> _Prompt_
Check every line in the listing below for "order". Copy the ones where it occurs.

> _Provided information_
//! Rule-based sentence segmentation and span tagging
//!
//! The pipeline only needs this capability abstractly: given text, produce
//! sentence boundaries and, per sentence, noun-phrase and named-entity
//! spans with a canonical head form. The [`Annotator`] trait is that seam;
//! [`RuleAnnotator`] is the shipped implementation - keyword dictionaries,
//! stop-word filtering, and capitalized-run detection. Deterministic for
//! identical input and configuration.

use anyhow::Result;
use serde::{Deserialize, Serialize};
use std::collections::HashSet;

use crate::config::AnnotatorConfig;

/// Distinguishes how a span was recognized
#[derive(Debug, Clone, Copy, PartialEq, Eq, Hash, Serialize, Deserialize)]
pub enum SpanKind {
    /// Plain noun-phrase candidate (lowercase content word)
    NounPhrase,
    /// Named entity (keyword match or proper-noun capitalization)
    NamedEntity,
}

/// A recognized span within one sentence
#[derive(Debug, Clone, PartialEq, Eq, Serialize, Deserialize)]
pub struct Span {
    /// The span text as it appeared (e.g., "New York", "philosopher")
    pub surface: String,
    /// Canonical head form: the span's final token, lower-cased
    pub head: String,
    /// How the span was recognized
    pub kind: SpanKind,
    /// Index into [`Annotation::sentences`]
    pub sentence: usize,
}

/// Output of one annotation pass over a text
#[derive(Debug, Clone, Default, PartialEq, Eq, Serialize, Deserialize)]
pub struct Annotation {
    /// Sentences in source order
    pub sentences: Vec<String>,
    /// Spans in source order
    pub spans: Vec<Span>,
}

/// Sentence segmentation + span tagging capability consumed by the
/// extraction stage. Implementations must be deterministic for identical
/// input and configuration.
pub trait Annotator: Send + Sync {
    fn annotate(&self, text: &str) -> Result<Annotation>;
}

/// Rule-based annotator with keyword dictionaries and stop-word filtering
pub struct RuleAnnotator {
    config: AnnotatorConfig,

    /// Known organization names (direct matches, lowercase)
    org_keywords: HashSet<String>,

    /// Known location names (cities, countries, lowercase)
    location_keywords: HashSet<String>,

    /// Common technology keywords (lowercase)
    tech_keywords: HashSet<String>,

    /// Function words and common verbs that are never concept spans,
    /// including capitalized occurrences at sentence start
    stop_words: HashSet<String>,
}

impl RuleAnnotator {
    pub fn new(config: AnnotatorConfig) -> Self {
        let org_keywords: HashSet<String> = vec![
            "microsoft",
            "google",
            "apple",
            "amazon",
            "meta",
            "netflix",
            "ibm",
            "oracle",
            "intel",
            "nvidia",
            "openai",
            "mozilla",
            "wikipedia",
            "unesco",
            "nato",
            "nasa",
            "mit",
            "stanford",
            "harvard",
            "oxford",
            "cambridge",
            "berkeley",
        ]
        .into_iter()
        .map(String::from)
        .collect();

        let location_keywords: HashSet<String> = vec![
            "london",
            "paris",
            "berlin",
            "rome",
            "athens",
            "vienna",
            "amsterdam",
            "madrid",
            "moscow",
            "tokyo",
            "beijing",
            "delhi",
            "mumbai",
            "singapore",
            "sydney",
            "cairo",
            "jerusalem",
            "istanbul",
            "chicago",
            "boston",
            "seattle",
            "america",
            "europe",
            "asia",
            "africa",
            "india",
            "china",
            "japan",
            "greece",
            "germany",
            "france",
            "england",
            "italy",
            "spain",
            "egypt",
        ]
        .into_iter()
        .map(String::from)
        .collect();

        let tech_keywords: HashSet<String> = vec![
            "rust",
            "python",
            "java",
            "javascript",
            "sql",
            "linux",
            "docker",
            "kubernetes",
            "api",
            "http",
            "tcp",
            "html",
            "json",
        ]
        .into_iter()
        .map(String::from)
        .collect();

        // Function words plus common verbs: these are not concepts even
        // when capitalized at sentence start
        let mut stop_words: HashSet<String> = vec![
            // Articles, determiners, pronouns
            "the", "a", "an", "this", "that", "these", "those", "some", "any", "each", "every",
            "all", "both", "either", "neither", "other", "another", "such", "i", "we", "you",
            "he", "she", "it", "they", "me", "him", "her", "them", "us", "my", "our", "your",
            "his", "its", "their", "mine", "ours", "yours", "theirs", "who", "whom", "whose",
            "which", "what", "something", "anything", "nothing", "everything", "someone",
            "anyone", "everyone", "nobody", // Prepositions and conjunctions
            "of", "in", "on", "at", "to", "for", "with", "by", "from", "as", "into", "onto",
            "about", "over", "under", "between", "among", "through", "during", "before",
            "after", "above", "below", "against", "and", "or", "but", "nor", "so", "yet",
            "because", "although", "though", "while", "unless", "until", "since", "than",
            "whether", "if", "when", "where", "why", "how",
            // Auxiliaries and common verbs
            "is", "are", "was", "were", "be", "been", "being", "am", "have", "has", "had",
            "having", "do", "does", "did", "doing", "done", "will", "would", "can", "could",
            "shall", "should", "may", "might", "must", "get", "gets", "got", "make", "makes",
            "made", "go", "goes", "went", "gone", "say", "says", "said", "seem", "seems",
            "seemed", "become", "becomes", "became", // Adverbs and fillers
            "not", "no", "yes", "too", "also", "very", "just", "only", "even", "still",
            "then", "there", "here", "now", "again", "more", "most", "less", "least", "much",
            "many", "few", "quite", "rather", "however", "therefore", "thus", "hence",
            "indeed", "perhaps", "maybe", "often", "always", "never", "sometimes",
        ]
        .into_iter()
        .map(String::from)
        .collect();

        for word in &config.extra_stop_words {
            stop_words.insert(word.clone());
        }

        Self {
            config,
            org_keywords,
            location_keywords,
            tech_keywords,
            stop_words,
        }
    }

    fn is_stop_word(&self, word: &str) -> bool {
        self.stop_words.contains(&word.to_lowercase())
    }

    fn is_keyword(&self, lower: &str) -> bool {
        self.org_keywords.contains(lower)
            || self.location_keywords.contains(lower)
            || self.tech_keywords.contains(lower)
    }

    /// Tag spans within one sentence
    fn tag_sentence(&self, sentence: &str, sentence_index: usize, spans: &mut Vec<Span>) {
        let words: Vec<&str> = sentence.split_whitespace().collect();
        let mut skip_until_index = 0;

        for (i, word) in words.iter().enumerate() {
            // Skip if this word is part of a multi-word span we already tagged
            if i < skip_until_index {
                continue;
            }

            let clean_word = word.trim_matches(|c: char| !c.is_alphanumeric());

            if clean_word.is_empty() || clean_word.chars().count() < self.config.min_token_len {
                continue;
            }

            let lower = clean_word.to_lowercase();

            if self.stop_words.contains(&lower) {
                continue;
            }

            // Known keyword: tag as a named entity regardless of casing
            if self.is_keyword(&lower) {
                spans.push(Span {
                    surface: clean_word.to_string(),
                    head: lower,
                    kind: SpanKind::NamedEntity,
                    sentence: sentence_index,
                });
                continue;
            }

            let is_capitalized = clean_word
                .chars()
                .next()
                .map(|c| c.is_uppercase())
                .unwrap_or(false);

            if is_capitalized {
                // Collect a run of following capitalized words into one span
                // (e.g., "John Stuart Mill"), skipping embedded stop words
                let mut surface = clean_word.to_string();
                let mut head = lower;
                let mut j = i + 1;
                while j < words.len() {
                    let next = words[j].trim_matches(|c: char| !c.is_alphanumeric());
                    let next_capitalized = next
                        .chars()
                        .next()
                        .map(|c| c.is_uppercase())
                        .unwrap_or(false);
                    if !next_capitalized {
                        break;
                    }
                    if !self.is_stop_word(next) {
                        surface.push(' ');
                        surface.push_str(next);
                        head = next.to_lowercase();
                    }
                    j += 1;
                }
                if j > i + 1 {
                    skip_until_index = j;
                }

                // Multi-word runs and mid-sentence capitalization are
                // proper-noun evidence; a lone capitalized word at sentence
                // start is just sentence case
                let kind = if j > i + 1 || i > 0 {
                    SpanKind::NamedEntity
                } else {
                    SpanKind::NounPhrase
                };

                spans.push(Span {
                    surface,
                    head,
                    kind,
                    sentence: sentence_index,
                });
                continue;
            }

            // Lowercase content word: noun-phrase candidate
            spans.push(Span {
                surface: clean_word.to_string(),
                head: lower,
                kind: SpanKind::NounPhrase,
                sentence: sentence_index,
            });
        }
    }
}

impl Annotator for RuleAnnotator {
    fn annotate(&self, text: &str) -> Result<Annotation> {
        if self.config.max_text_len > 0 && text.len() > self.config.max_text_len {
            anyhow::bail!(
                "input of {} bytes exceeds configured limit of {} bytes",
                text.len(),
                self.config.max_text_len
            );
        }

        if text.trim().is_empty() {
            return Ok(Annotation::default());
        }

        let sentences = split_sentences(text);
        let mut spans = Vec::new();

        for (idx, sentence) in sentences.iter().enumerate() {
            self.tag_sentence(sentence, idx, &mut spans);
        }

        tracing::debug!(
            sentences = sentences.len(),
            spans = spans.len(),
            "annotated text"
        );

        Ok(Annotation { sentences, spans })
    }
}

impl Default for RuleAnnotator {
    fn default() -> Self {
        Self::new(AnnotatorConfig::default())
    }
}

/// Split text into sentences on `.`, `!`, `?`.
///
/// Decimal points within numbers (e.g. 3.14) are preserved and NOT treated
/// as sentence boundaries.
pub fn split_sentences(text: &str) -> Vec<String> {
    if text.trim().is_empty() {
        return Vec::new();
    }

    let chars: Vec<char> = text.chars().collect();
    let len = chars.len();
    let mut sentences = Vec::new();
    let mut current = String::new();

    for i in 0..len {
        let ch = chars[i];
        current.push(ch);

        let is_boundary = match ch {
            '!' | '?' => true,
            '.' => {
                // Digit on both sides means a decimal point, not a boundary
                let prev_is_digit = i > 0 && chars[i - 1].is_ascii_digit();
                let next_is_digit = i + 1 < len && chars[i + 1].is_ascii_digit();
                !(prev_is_digit && next_is_digit)
            }
            _ => false,
        };

        if is_boundary {
            let trimmed = current.trim();
            if trimmed.chars().count() > 1 {
                sentences.push(trimmed.to_string());
            }
            current.clear();
        }
    }

    // Trailing text without terminal punctuation is still a sentence
    let trimmed = current.trim();
    if !trimmed.is_empty() {
        sentences.push(trimmed.to_string());
    }

    sentences
}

> _Problem solution_
    /// Sentences in source order
    /// Spans in source order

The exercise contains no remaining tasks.